----- MATERIAL PROVIDED

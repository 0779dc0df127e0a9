// Copyright 2024 The ChromiumOS Authors
//
// Use of this source code is governed by a BSD-style
// license that can be found in the LICENSE file or at
// https://developers.google.com/open-source/licenses/bsd

//! Immutable descriptions of clusters, nodes, experiments and their input
//! variables, as loaded from YAML files or assembled from command line
//! flags.

use std::collections::HashSet;
use std::fmt;
use std::fs::read_to_string;
use std::path::Path;

use anyhow::anyhow;
use anyhow::bail;
use anyhow::Context;
use anyhow::Result;
use serde::Deserialize;
use serde::Deserializer;
use serde::Serialize;
use url::Url;

pub const LOCAL_HOSTNAMES: [&str; 2] = ["localhost", "127.0.0.1"];

/// A scalar variable value. YAML experiment files may mix numbers and
/// strings in the same list; everything eventually becomes a string for
/// command-template substitution.
#[derive(Debug, Clone, PartialEq, Serialize, Deserialize)]
#[serde(untagged)]
pub enum Scalar {
    Bool(bool),
    Int(i64),
    Float(f64),
    Str(String),
}
impl fmt::Display for Scalar {
    fn fmt(&self, f: &mut fmt::Formatter) -> fmt::Result {
        match self {
            Scalar::Bool(v) => write!(f, "{v}"),
            Scalar::Int(v) => write!(f, "{v}"),
            Scalar::Float(v) => write!(f, "{v}"),
            Scalar::Str(v) => write!(f, "{v}"),
        }
    }
}

/// A numeric bound for progression variables. Integer progressions stay
/// integers so `{n}` substitutes as `4`, not `4.0`.
#[derive(Debug, Clone, Copy, PartialEq, Serialize, Deserialize)]
#[serde(untagged)]
pub enum Number {
    Int(i64),
    Float(f64),
}
impl Number {
    pub fn as_f64(&self) -> f64 {
        match self {
            Number::Int(v) => *v as f64,
            Number::Float(v) => *v,
        }
    }
    fn is_int(&self) -> bool {
        matches!(self, Number::Int(_))
    }
}
impl fmt::Display for Number {
    fn fmt(&self, f: &mut fmt::Formatter) -> fmt::Result {
        match self {
            Number::Int(v) => write!(f, "{v}"),
            Number::Float(v) => write!(f, "{v}"),
        }
    }
}

/// Parses a CLI number the way the experiment files do: a token without a
/// dot is an integer.
pub fn parse_number(s: &str) -> Result<Number> {
    if s.contains('.') {
        Ok(Number::Float(s.parse().context(anyhow!("Invalid number: {s}"))?))
    } else {
        Ok(Number::Int(s.parse().context(anyhow!("Invalid number: {s}"))?))
    }
}

/// An input variable declaration. The `type` key in experiment files picks
/// the variant.
#[derive(Debug, Clone, Serialize, Deserialize)]
#[serde(tag = "type", rename_all = "lowercase")]
pub enum VariableSpec {
    List {
        name: String,
        values: Vec<Scalar>,
    },
    Arithmetic {
        name: String,
        min: Number,
        max: Number,
        step: Number,
    },
    Geometric {
        name: String,
        min: Number,
        max: Number,
        factor: Number,
    },
}
impl VariableSpec {
    pub fn name(&self) -> &str {
        match self {
            VariableSpec::List { name, .. } => name,
            VariableSpec::Arithmetic { name, .. } => name,
            VariableSpec::Geometric { name, .. } => name,
        }
    }
    /// Expands the declaration into its ordered value list. Progressions
    /// stop strictly before `max`.
    pub fn materialize(&self) -> Result<Variable> {
        let values = match self {
            VariableSpec::List { values, .. } => {
                values.iter().map(|v| v.to_string()).collect()
            }
            VariableSpec::Arithmetic {
                name,
                min,
                max,
                step,
            } => {
                if step.as_f64() <= 0.0 {
                    bail!("Variable {name}: step must be positive");
                }
                if min.is_int() && max.is_int() && step.is_int() {
                    let (Number::Int(min), Number::Int(max), Number::Int(step)) =
                        (min, max, step)
                    else {
                        unreachable!()
                    };
                    let mut values = Vec::new();
                    let mut current = *min;
                    while current < *max {
                        values.push(current.to_string());
                        current += step;
                    }
                    values
                } else {
                    let (min, max, step) = (min.as_f64(), max.as_f64(), step.as_f64());
                    let mut values = Vec::new();
                    let mut i = 0;
                    loop {
                        let current = min + step * i as f64;
                        if current >= max {
                            break;
                        }
                        values.push(current.to_string());
                        i += 1;
                    }
                    values
                }
            }
            VariableSpec::Geometric {
                name,
                min,
                max,
                factor,
            } => {
                if factor.as_f64() <= 1.0 {
                    bail!("Variable {name}: factor must be greater than one");
                }
                if min.as_f64() <= 0.0 {
                    bail!("Variable {name}: min must be positive");
                }
                if min.is_int() && max.is_int() && factor.is_int() {
                    let (Number::Int(min), Number::Int(max), Number::Int(factor)) =
                        (min, max, factor)
                    else {
                        unreachable!()
                    };
                    let mut values = Vec::new();
                    let mut current = *min;
                    while current < *max {
                        values.push(current.to_string());
                        current *= factor;
                    }
                    values
                } else {
                    let (min, max, factor) = (min.as_f64(), max.as_f64(), factor.as_f64());
                    let mut values = Vec::new();
                    let mut current = min;
                    while current < max {
                        values.push(current.to_string());
                        current *= factor;
                    }
                    values
                }
            }
        };
        Ok(Variable {
            name: self.name().to_string(),
            values,
        })
    }
}

/// A materialized variable: its name and the ordered, stringified value
/// list the combinations are built from.
#[derive(Debug, Clone, PartialEq, Serialize)]
pub struct Variable {
    pub name: String,
    pub values: Vec<String>,
}

fn default_node_name() -> String {
    "noname".to_string()
}
fn default_port() -> u16 {
    22
}
fn default_workers() -> usize {
    1
}

/// An addressable execution target.
#[derive(Debug, Clone, Serialize, Deserialize)]
pub struct Node {
    #[serde(default = "default_node_name")]
    pub name: String,
    pub hostname: String,
    #[serde(default)]
    pub user: Option<String>,
    #[serde(default = "default_port")]
    pub port: u16,
    #[serde(default)]
    pub private_key: Option<String>,
    #[serde(default = "default_workers")]
    pub workers: usize,
    #[serde(default)]
    pub tags: Vec<String>,
}
impl Node {
    pub fn credential(&self) -> String {
        match &self.user {
            Some(user) => format!("{}@{}", user, self.hostname),
            None => self.hostname.clone(),
        }
    }
    /// Local hostnames get the in-process bash executor, everything else
    /// goes through ssh.
    pub fn is_local(&self) -> bool {
        LOCAL_HOSTNAMES.contains(&self.hostname.as_str())
    }
    fn validate(&self) -> Result<()> {
        if self.hostname.is_empty() {
            bail!("Node {}: hostname must not be empty", self.name);
        }
        if self.workers == 0 {
            bail!("Node {}: workers must be at least 1", self.name);
        }
        Ok(())
    }
}

fn default_cluster_name() -> String {
    "default".to_string()
}

/// A named collection of nodes. No behavior beyond aggregation.
#[derive(Debug, Clone, Serialize, Deserialize)]
pub struct Cluster {
    #[serde(default = "default_cluster_name")]
    pub name: String,
    pub nodes: Vec<Node>,
}
impl Cluster {
    pub fn number_of_nodes(&self) -> usize {
        self.nodes.len()
    }
    pub fn number_of_workers(&self) -> usize {
        self.nodes.iter().map(|n| n.workers).sum()
    }
}

pub fn load_cluster(filepath: &Path) -> Result<Cluster> {
    let text = read_to_string(filepath)
        .context(anyhow!("Failed to read cluster file {filepath:?}"))?;
    let cluster: Cluster = serde_yaml::from_str(&text)
        .context(anyhow!("Failed to parse cluster file {filepath:?}"))?;
    for node in &cluster.nodes {
        node.validate()?;
    }
    Ok(cluster)
}

/// Parses a node address of the form `[user@]host[:port]` by routing it
/// through the url crate as an ssh:// URL.
pub fn parse_address(address: &str) -> Result<(Option<String>, String, Option<u16>)> {
    let url = format!("ssh://{address}");
    let url = Url::parse(&url).context(anyhow!("Invalid node address: {address}"))?;
    let host = url
        .host_str()
        .context(anyhow!("Invalid node address: {address}"))?
        .to_string();
    let user = if url.username().is_empty() {
        None
    } else {
        Some(url.username().to_string())
    };
    Ok((user, host, url.port()))
}

/// An inclusive-exclusive task id range, optionally restricted to one
/// experiment by name.
#[derive(Debug, Clone, PartialEq, Serialize)]
pub struct TaskFilter {
    pub experiment: Option<String>,
    pub from: u64,
    pub to: u64,
}
impl TaskFilter {
    pub fn contains(&self, task_id: u64) -> bool {
        self.from <= task_id && task_id < self.to
    }
    /// Accepted forms: `A:B`, `A:`, `:B`, `:`, `A` and any of those
    /// prefixed with an experiment name as `NAME:A:B`.
    pub fn parse(token: &str) -> Result<Self> {
        let invalid = || anyhow!("Invalid attribute for --filter-tasks: {token}");
        let cells: Vec<&str> = token.split(':').collect();
        let (experiment, cells) = match cells.len() {
            1 | 2 => (None, cells),
            3 => (Some(cells[0].to_string()), cells[1..].to_vec()),
            _ => return Err(invalid()),
        };
        if let Some(name) = &experiment {
            if name.is_empty() {
                return Err(invalid());
            }
        }
        let from = if cells[0].is_empty() {
            0
        } else {
            cells[0].parse().map_err(|_| invalid())?
        };
        let to = if cells.len() == 1 {
            from + 1
        } else if cells[1].is_empty() {
            u64::MAX
        } else {
            cells[1].parse().map_err(|_| invalid())?
        };
        Ok(TaskFilter {
            experiment,
            from,
            to,
        })
    }
}

/// One `--filter-nodes` occurrence: a node matches when it carries every
/// tag in the set. Multiple filters are OR-ed by the scheduler.
pub type NodeFilter = Vec<String>;

pub fn node_matches(filters: &[NodeFilter], tags: &[String]) -> bool {
    if filters.is_empty() {
        return true;
    }
    filters
        .iter()
        .any(|filter| filter.iter().all(|tag| tags.iter().any(|t| t == tag)))
}

#[derive(Debug, Clone, Copy, PartialEq, Serialize, Deserialize)]
#[serde(rename_all = "lowercase")]
pub enum ExperimentKind {
    Grid,
    Cdeepso,
}
impl Default for ExperimentKind {
    fn default() -> Self {
        ExperimentKind::Grid
    }
}
impl fmt::Display for ExperimentKind {
    fn fmt(&self, f: &mut fmt::Formatter) -> fmt::Result {
        match self {
            ExperimentKind::Grid => write!(f, "grid"),
            ExperimentKind::Cdeepso => write!(f, "cdeepso"),
        }
    }
}
impl std::str::FromStr for ExperimentKind {
    type Err = anyhow::Error;
    fn from_str(s: &str) -> Result<Self> {
        match s {
            "grid" => Ok(ExperimentKind::Grid),
            "cdeepso" => Ok(ExperimentKind::Cdeepso),
            _ => bail!("Unknown experiment type: {s} (expected grid or cdeepso)"),
        }
    }
}

fn string_or_seq<'de, D>(deserializer: D) -> std::result::Result<Vec<String>, D::Error>
where
    D: Deserializer<'de>,
{
    #[derive(Deserialize)]
    #[serde(untagged)]
    enum OneOrMany {
        One(String),
        Many(Vec<String>),
    }
    Ok(match OneOrMany::deserialize(deserializer)? {
        OneOrMany::One(s) => vec![s],
        OneOrMany::Many(v) => v,
    })
}

fn default_repeat() -> usize {
    1
}
fn default_max_tries() -> usize {
    3
}

/// An experiment declaration: the command templates, the variables whose
/// Cartesian product drives the fan-out, and the retry policy.
#[derive(Debug, Clone, Deserialize)]
pub struct ExperimentConfig {
    pub name: String,
    #[serde(rename = "type", default)]
    pub kind: ExperimentKind,
    #[serde(default)]
    pub workdir: Option<String>,
    #[serde(deserialize_with = "string_or_seq")]
    pub cmd: Vec<String>,
    #[serde(default = "default_repeat")]
    pub repeat: usize,
    #[serde(default = "default_max_tries")]
    pub max_tries: usize,
    #[serde(default)]
    pub redo_tasks: bool,
    #[serde(default)]
    pub vars: Vec<VariableSpec>,
    /// Fitness-extraction regex of the cdeepso strategy.
    #[serde(default, rename = "score")]
    pub score_pattern: Option<String>,
    /// Task filters are command line state, never part of the file.
    #[serde(skip)]
    pub task_filters: Vec<TaskFilter>,
}
impl ExperimentConfig {
    pub fn validate(&self) -> Result<()> {
        if self.name.is_empty() {
            bail!("Experiment name must not be empty");
        }
        if self.cmd.is_empty() {
            bail!("Experiment {}: cmd must not be empty", self.name);
        }
        if self.repeat == 0 {
            bail!("Experiment {}: repeat must be at least 1", self.name);
        }
        if self.max_tries == 0 {
            bail!("Experiment {}: max_tries must be at least 1", self.name);
        }
        let mut seen = HashSet::new();
        for var in &self.vars {
            if !seen.insert(var.name()) {
                bail!(
                    "Experiment {}: duplicated variable name: {}",
                    self.name,
                    var.name()
                );
            }
        }
        Ok(())
    }
}

pub fn load_experiment(filepath: &Path) -> Result<ExperimentConfig> {
    let text = read_to_string(filepath)
        .context(anyhow!("Failed to read experiment file {filepath:?}"))?;
    let config: ExperimentConfig = serde_yaml::from_str(&text)
        .context(anyhow!("Failed to parse experiment file {filepath:?}"))?;
    config.validate()?;
    Ok(config)
}
// Copyright 2024 The ChromiumOS Authors
//
// Use of this source code is governed by a BSD-style
// license that can be found in the LICENSE file or at
// https://developers.google.com/open-source/licenses/bsd

use anyhow::Result;
use argh::FromArgs;

pub mod explore;
pub mod version;

#[derive(FromArgs, PartialEq, Debug)]
/// a distributed experiment executor.
/// For more information, see: https://github.com/diegofps/patas
pub struct TopLevel {
    #[argh(subcommand)]
    nested: Args,
}

#[derive(FromArgs, PartialEq, Debug)]
#[argh(subcommand)]
/// patas commands
pub enum Args {
    Explore(explore::Args),
    Version(version::Args),
}

pub fn run(args: &TopLevel) -> Result<()> {
    match &args.nested {
        Args::Explore(args) => explore::run(args),
        Args::Version(args) => version::run(args),
    }
}
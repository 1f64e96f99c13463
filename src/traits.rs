// Engine trait definition - the seam between orchestration and yt-dlp

use async_trait::async_trait;

use crate::errors::DownloadError;
use crate::models::{MediaInfo, RawProgress};
use crate::options::FetchOptions;

/// Synchronous progress hook, invoked from the engine's I/O context.
/// Implementations must not block; hand off to the presentation layer
/// via a channel if the caller runs elsewhere.
pub type ProgressHook<'a> = &'a (dyn Fn(RawProgress) + Send + Sync);

/// Contract for the external extraction/download engine.
///
/// The production implementation drives the yt-dlp binary; tests
/// substitute a scripted fake to exercise the retry state machine.
#[async_trait]
pub trait VideoEngine: Send + Sync {
    /// Name of the engine (for logging)
    fn name(&self) -> &'static str;

    /// Fetch metadata for a URL without downloading
    async fn extract_info(
        &self,
        url: &str,
        opts: &FetchOptions,
    ) -> Result<MediaInfo, DownloadError>;

    /// Perform the download, firing the hook zero or more times
    async fn download(
        &self,
        url: &str,
        opts: &FetchOptions,
        hook: ProgressHook<'_>,
    ) -> Result<(), DownloadError>;

    /// Clear the engine's request-signing cache. Best-effort; the
    /// orchestrator swallows failures.
    async fn clear_cache(&self) -> Result<(), DownloadError>;
}
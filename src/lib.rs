//! Privacy-minded YouTube download orchestration over yt-dlp.
//!
//! The crate wraps an external extraction/download engine (yt-dlp by
//! default) behind the [`VideoEngine`] trait and drives it through a
//! retry-aware orchestrator: format resolution, per-attempt option
//! building, 403 cache-busting retry, and normalized progress events.
//! Callers supply a URL and a format key and get back exactly one
//! [`DownloadOutcome`]; nothing escapes as an error.
//!
//! The caller (a TUI, GUI or CLI) owns presentation and must run
//! [`Orchestrator::download`] off its responsiveness-critical context;
//! progress sinks fire synchronously from the engine's I/O context.

pub mod backends;
pub mod config;
pub mod cookies;
pub mod errors;
pub mod formats;
pub mod models;
pub mod options;
pub mod orchestrator;
pub mod progress;
pub mod tools;
pub mod traits;
pub mod validation;

pub use backends::YtDlpEngine;
pub use config::AppConfig;
pub use errors::DownloadError;
pub use formats::FormatDescriptor;
pub use models::{DownloadOutcome, MediaInfo, Phase, ProgressEvent, RawProgress};
pub use options::{FetchOptions, Postprocessor};
pub use orchestrator::Orchestrator;
pub use tools::Diagnostics;
pub use traits::{ProgressHook, VideoEngine};
pub use validation::{sanitize_title, validate_youtube_url, UrlError};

----------

WORK TO BE COMPLETED
Output must consist only of the listing's lines from the first through the line with "pub const LOCAL_HOSTNAMES: [&str;", reproduced word for word.

SOLUTION TO THIS PROBLEM
repository 0779dc0df127e0a9
// Copyright 2024 The ChromiumOS Authors
//
// Use of this source code is governed by a BSD-style
// license that can be found in the LICENSE file or at
// https://developers.google.com/open-source/licenses/bsd

//! Immutable descriptions of clusters, nodes, experiments and their input
//! variables, as loaded from YAML files or assembled from command line
//! flags.

use std::collections::HashSet;
use std::fmt;
use std::fs::read_to_string;
use std::path::Path;

use anyhow::anyhow;
use anyhow::bail;
use anyhow::Context;
use anyhow::Result;
use serde::Deserialize;
use serde::Deserializer;
use serde::Serialize;
use url::Url;

pub const LOCAL_HOSTNAMES: [&str; 2] = ["localhost", "127.0.0.1"];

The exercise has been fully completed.